In There Is Love In You, Four Tet seems to oogle and caress the female voice, raising it up to spiritual heights. As heard on tracks like “Angel Echoes” and “Love Cry,” Four Tet places the single female vocal in the center of his tracks, as the lead. We watch as the tracks unfurl, sunlight seeming to dwindle and then shine as the unknown woman bathes in the light, dancing among its rays: true spiritual elevation. Factory Floor have always done similar things in the past, placing Colk against Dom as heard in tracks like “Lying.” Back then, those were simple meditations of phrasing and intonation over a span of time. Here, those ideas have advanced very acutely. Each track here brutalizes the sensual elements of Colk’s vocals, elongating and tearing it at the points where the lips pucker, when inhalation ceases. There is a strange distance there, the three of them staring down on her discarded vocal, as it is being torn by contracting time throughout each merciless track.
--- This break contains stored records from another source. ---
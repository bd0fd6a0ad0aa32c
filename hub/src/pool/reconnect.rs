//! Reconnect limits and backoff schedule.

use std::time::Duration;

/// Reconnect attempts per server before the entry stays in error.
pub const MAX_RECONNECT_ATTEMPTS: u32 = 3;

/// Exponential backoff: `base × 2^(attempt−1)`, capped.
#[derive(Debug, Clone, Copy)]
pub struct BackoffPolicy {
    pub base: Duration,
    pub cap: Duration,
}

impl Default for BackoffPolicy {
    fn default() -> Self {
        Self {
            base: Duration::from_secs(1),
            cap: Duration::from_secs(5),
        }
    }
}

impl BackoffPolicy {
    /// Delay before the given 1-based attempt. Attempt 0 maps to zero delay.
    pub fn delay(&self, attempt: u32) -> Duration {
        if attempt == 0 {
            return Duration::ZERO;
        }
        let exponent = attempt.saturating_sub(1).min(63);
        let factor = 2u64.saturating_pow(exponent);
        let delay_ms = (self.base.as_millis() as u64).saturating_mul(factor);
        Duration::from_millis(delay_ms.min(self.cap.as_millis() as u64))
    }
}
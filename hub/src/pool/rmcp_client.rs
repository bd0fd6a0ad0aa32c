//! Production [`McpClient`] backed by the rmcp SDK.
//!
//! Supports the three upstream transports: stdio child process, HTTP SSE,
//! and streamable HTTP.

use std::{
    borrow::Cow,
    sync::{
        atomic::{AtomicBool, Ordering},
        Arc,
    },
    time::Duration,
};

use async_trait::async_trait;
use parking_lot::Mutex;
use rmcp::{
    model::CallToolRequestParam,
    service::RunningService,
    transport::{
        sse_client::SseClientConfig, streamable_http_client::StreamableHttpClientTransportConfig,
        ConfigureCommandExt, SseClientTransport, StreamableHttpClientTransport, TokioChildProcess,
    },
    RoleClient, ServiceExt,
};
use tracing::{info, warn};

use super::client::{DiscoveredTool, McpClient, McpConnector};
use crate::{
    config::{McpServerConfig, McpTransport},
    error::{HubError, HubResult},
};

type RmcpService = RunningService<RoleClient, ()>;

const CONNECT_TIMEOUT: Duration = Duration::from_secs(10);

/// Connects upstream servers with rmcp transports.
pub struct RmcpConnector;

#[async_trait]
impl McpConnector for RmcpConnector {
    async fn connect(&self, config: &McpServerConfig) -> HubResult<Arc<dyn McpClient>> {
        info!(server = %config.name, transport = ?config.transport, "connecting to MCP server");
        let service = match &config.transport {
            McpTransport::Stdio {
                command,
                args,
                envs,
            } => {
                let transport = TokioChildProcess::new(
                    tokio::process::Command::new(command).configure(|cmd| {
                        cmd.args(args)
                            .envs(envs.iter())
                            .envs(config.env.iter())
                            .stderr(std::process::Stdio::inherit());
                    }),
                )
                .map_err(|e| HubError::Transport(format!("create stdio transport: {e}")))?;

                ().serve(transport).await.map_err(|e| {
                    HubError::ConnectionFailed(format!("initialize stdio client: {e}"))
                })?
            }

            McpTransport::Sse { url, headers } => {
                let client = http_client_with_headers(headers)?;
                let cfg = SseClientConfig {
                    sse_endpoint: url.clone().into(),
                    ..Default::default()
                };
                let transport = SseClientTransport::start_with_client(client, cfg)
                    .await
                    .map_err(|e| HubError::Transport(format!("create SSE transport: {e}")))?;

                ().serve(transport).await.map_err(|e| {
                    HubError::ConnectionFailed(format!("initialize SSE client: {e}"))
                })?
            }

            McpTransport::Streamable { url, headers } => {
                let mut cfg = StreamableHttpClientTransportConfig::with_uri(url.as_str());
                if let Some(auth) = headers.get("Authorization") {
                    cfg.auth_header = Some(auth.clone());
                }
                let transport = StreamableHttpClientTransport::from_config(cfg);

                ().serve(transport).await.map_err(|e| {
                    HubError::ConnectionFailed(format!("initialize streamable client: {e}"))
                })?
            }
        };

        info!(server = %config.name, "connected to MCP server");
        Ok(Arc::new(RmcpClient::new(service)))
    }
}

fn http_client_with_headers(
    headers: &std::collections::HashMap<String, String>,
) -> HubResult<reqwest::Client> {
    let mut builder = reqwest::Client::builder().connect_timeout(CONNECT_TIMEOUT);
    if !headers.is_empty() {
        let mut map = reqwest::header::HeaderMap::new();
        for (key, value) in headers {
            let name: reqwest::header::HeaderName = key
                .parse()
                .map_err(|e| HubError::Transport(format!("header name '{key}': {e}")))?;
            let value = value
                .parse()
                .map_err(|e| HubError::Transport(format!("header value for '{key}': {e}")))?;
            map.insert(name, value);
        }
        builder = builder.default_headers(map);
    }
    builder
        .build()
        .map_err(|e| HubError::Transport(format!("build HTTP client: {e}")))
}

/// Wraps a running rmcp service behind the [`McpClient`] contract.
pub struct RmcpClient {
    service: Mutex<Option<Arc<RmcpService>>>,
    alive: AtomicBool,
}

impl RmcpClient {
    fn new(service: RmcpService) -> Self {
        Self {
            service: Mutex::new(Some(Arc::new(service))),
            alive: AtomicBool::new(true),
        }
    }

    fn service(&self) -> HubResult<Arc<RmcpService>> {
        self.service
            .lock()
            .as_ref()
            .cloned()
            .ok_or_else(|| HubError::Transport("client is closed".into()))
    }

    fn mark_dead(&self) {
        self.alive.store(false, Ordering::SeqCst);
    }
}

#[async_trait]
impl McpClient for RmcpClient {
    async fn list_tools(&self) -> HubResult<Vec<DiscoveredTool>> {
        let service = self.service()?;
        let tools = service.peer().list_all_tools().await.map_err(|e| {
            self.mark_dead();
            HubError::Transport(format!("list tools: {e}"))
        })?;
        Ok(tools
            .into_iter()
            .map(|t| DiscoveredTool {
                name: t.name.to_string(),
                description: t.description.map(|d| d.to_string()).unwrap_or_default(),
                input_schema: serde_json::Value::Object((*t.input_schema).clone()),
            })
            .collect())
    }

    async fn call_tool(&self, name: &str, args: serde_json::Value) -> HubResult<serde_json::Value> {
        let service = self.service()?;
        let request = CallToolRequestParam {
            name: Cow::Owned(name.to_string()),
            arguments: args.as_object().cloned(),
        };
        let result = service
            .call_tool(request)
            .await
            .map_err(|e| HubError::ToolExecution(format!("Failed to call tool: {e}")))?;
        serde_json::to_value(result)
            .map_err(|e| HubError::Internal(format!("serialize tool result: {e}")))
    }

    fn is_alive(&self) -> bool {
        self.alive.load(Ordering::SeqCst) && self.service.lock().is_some()
    }

    async fn close(&self) {
        self.mark_dead();
        let taken = self.service.lock().take();
        if let Some(service) = taken {
            match Arc::try_unwrap(service) {
                Ok(service) => {
                    if let Err(e) = service.cancel().await {
                        warn!("error closing MCP client: {e}");
                    }
                }
                Err(_) => {
                    warn!("MCP client still has active references on close");
                }
            }
        }
    }
}
//! Uniform JSON response envelope.
//!
//! Every JSON response is `{success, data?, error?, timestamp}`.

use axum::{http::StatusCode, response::IntoResponse, Json};
use chrono::Utc;
use serde::Serialize;
use serde_json::{json, Value};

#[derive(Debug, Serialize)]
pub struct ApiResponse {
    pub success: bool,
    #[serde(skip_serializing_if = "Option::is_none")]
    pub data: Option<Value>,
    #[serde(skip_serializing_if = "Option::is_none")]
    pub error: Option<ErrorBody>,
    pub timestamp: String,
}

#[derive(Debug, Serialize)]
pub struct ErrorBody {
    pub code: String,
    pub message: String,
}

impl ApiResponse {
    pub fn ok(data: impl Serialize) -> Self {
        Self {
            success: true,
            data: Some(json!(data)),
            error: None,
            timestamp: Utc::now().to_rfc3339(),
        }
    }

    pub fn error(code: &str, message: impl Into<String>) -> Self {
        Self {
            success: false,
            data: None,
            error: Some(ErrorBody {
                code: code.to_string(),
                message: message.into(),
            }),
            timestamp: Utc::now().to_rfc3339(),
        }
    }
}

/// Envelope plus status code, ready to return from a handler.
pub fn respond(status: StatusCode, body: ApiResponse) -> impl IntoResponse {
    (status, Json(body))
}

pub fn ok(data: impl Serialize) -> impl IntoResponse {
    respond(StatusCode::OK, ApiResponse::ok(data))
}

pub fn error(status: StatusCode, code: &str, message: impl Into<String>) -> impl IntoResponse {
    respond(status, ApiResponse::error(code, message))
}

/// Map a hub error onto the wire: unknown groups are 404s, everything else
/// is a 500.
pub fn from_hub_error(err: &hub_core::HubError) -> (StatusCode, Json<ApiResponse>) {
    let status = match err {
        hub_core::HubError::GroupNotFound(_) => StatusCode::NOT_FOUND,
        hub_core::HubError::ToolNotFound(_) => StatusCode::NOT_FOUND,
        _ => StatusCode::INTERNAL_SERVER_ERROR,
    };
    (status, Json(ApiResponse::error(err.code(), err.to_string())))
}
“Fall Back” starts immediately, winding itself up, Void sighing out the title as though completely bored or disinterested. Closing track “Breathe In” is stilted disco leaning into Metal Box-era Public Image Ltd. The tracks struts along, stately and bold, but Colk in the center sighs in exasperation, making the track feel sluggish, a sort of inversion of a Chicago house trope: the soulful diva figure — the female to be adored, the emotive hook — is steely and resigned, as opposed to lurching forward, lunging her emotion at the listener. Colk is no diva. She is the unwilling American Apparel model, the woman caught by an admiring onlooker. She knows not that they are there. Thus, the space between collapses. Colk is then a wistful object that doesn’t participate in objectifying (in terms of its materiality) her own being; she allows herself to become a product as the production wheel and the observers perceive it/her to be.
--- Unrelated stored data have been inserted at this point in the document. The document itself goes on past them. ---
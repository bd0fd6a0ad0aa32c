//! MCP Hub aggregation engine.
//!
//! Federates independently-running MCP tool servers and config-driven HTTP
//! API tools behind a single facade, with group-scoped access control.
//!
//! ## Modules
//!
//! - [`pool`]: upstream server connections, state machine, tool discovery
//! - [`bridge`]: HTTP endpoints exposed as tools under `api-tools`
//! - [`catalog`]: per-group tool lists with TTL caching
//! - [`access`]: group and tool-access resolution
//! - [`dispatch`]: the call pipeline (validate, route, retry, normalize)
//! - [`event`]: in-process pub/sub with bounded replay
//! - [`facade`]: the outward-facing [`HubService`]
//! - [`lifecycle`]: ordered startup and coalescing shutdown

pub mod access;
pub mod bridge;
pub mod catalog;
pub mod config;
pub mod dispatch;
pub mod error;
pub mod event;
pub mod facade;
pub mod lifecycle;
pub mod metrics;
pub mod pool;
pub mod types;

pub use access::GroupRegistry;
pub use bridge::{ApiToolBridge, BridgeHealth};
pub use catalog::{CatalogStats, ToolCatalog, CATALOG_TTL};
pub use config::{
    ApiCacheSpec, ApiRequestSpec, ApiResponseSpec, ApiToolConfig, GroupConfig, HubConfig,
    McpServerConfig, McpTransport, API_TOOLS_SERVER_ID, DEFAULT_GROUP_ID,
};
pub use dispatch::{DispatchEngine, MAX_ATTEMPTS};
pub use error::{HubError, HubResult};
pub use event::{EventBus, EventPayload, EventType, HubEvent};
pub use facade::{
    GroupInfo, HealthState, HubService, ServiceDiagnostics, ServiceStatus, INIT_DEADLINE,
};
pub use lifecycle::{LifecycleCoordinator, LifecyclePhase};
pub use metrics::{HubMetrics, MetricsSnapshot};
pub use pool::{
    DiscoveredTool, McpClient, McpConnector, RmcpConnector, ServerInfo, ServerPool, ServerStatus,
    MAX_RECONNECT_ATTEMPTS,
};
pub use types::{ToolContent, ToolDescriptor, ToolResult};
What makes this record so interesting is the way that Factory Floor crunch down vintage, codified sounds and textures and shoot them through liminal time. This is truly industrious, the capturing, packaging, and selling of cultural codes. If Factory Records signified the West’s overtaking of the world and all that is material and natural, then Factory Floor is that capitalist ideal personified. This homogeneously motley collection of tracks is a high-art translation of tech house norms, a metronomic warehouse-tinged mutant of a record. This record is not so much a thumbed nose aimed at the hapless fans of the idea of industrial, so much as it is Factory Floor understanding their own contextual space and developing a more objective version of what they have taken in, asserting and outputting what Steve Oklyn (of NOT VOGUE fame) would call: COUNTERCULTURE VS OVER-THE-COUNTER CULTURE (OPPOSE DISRUPT DISAPPEAR).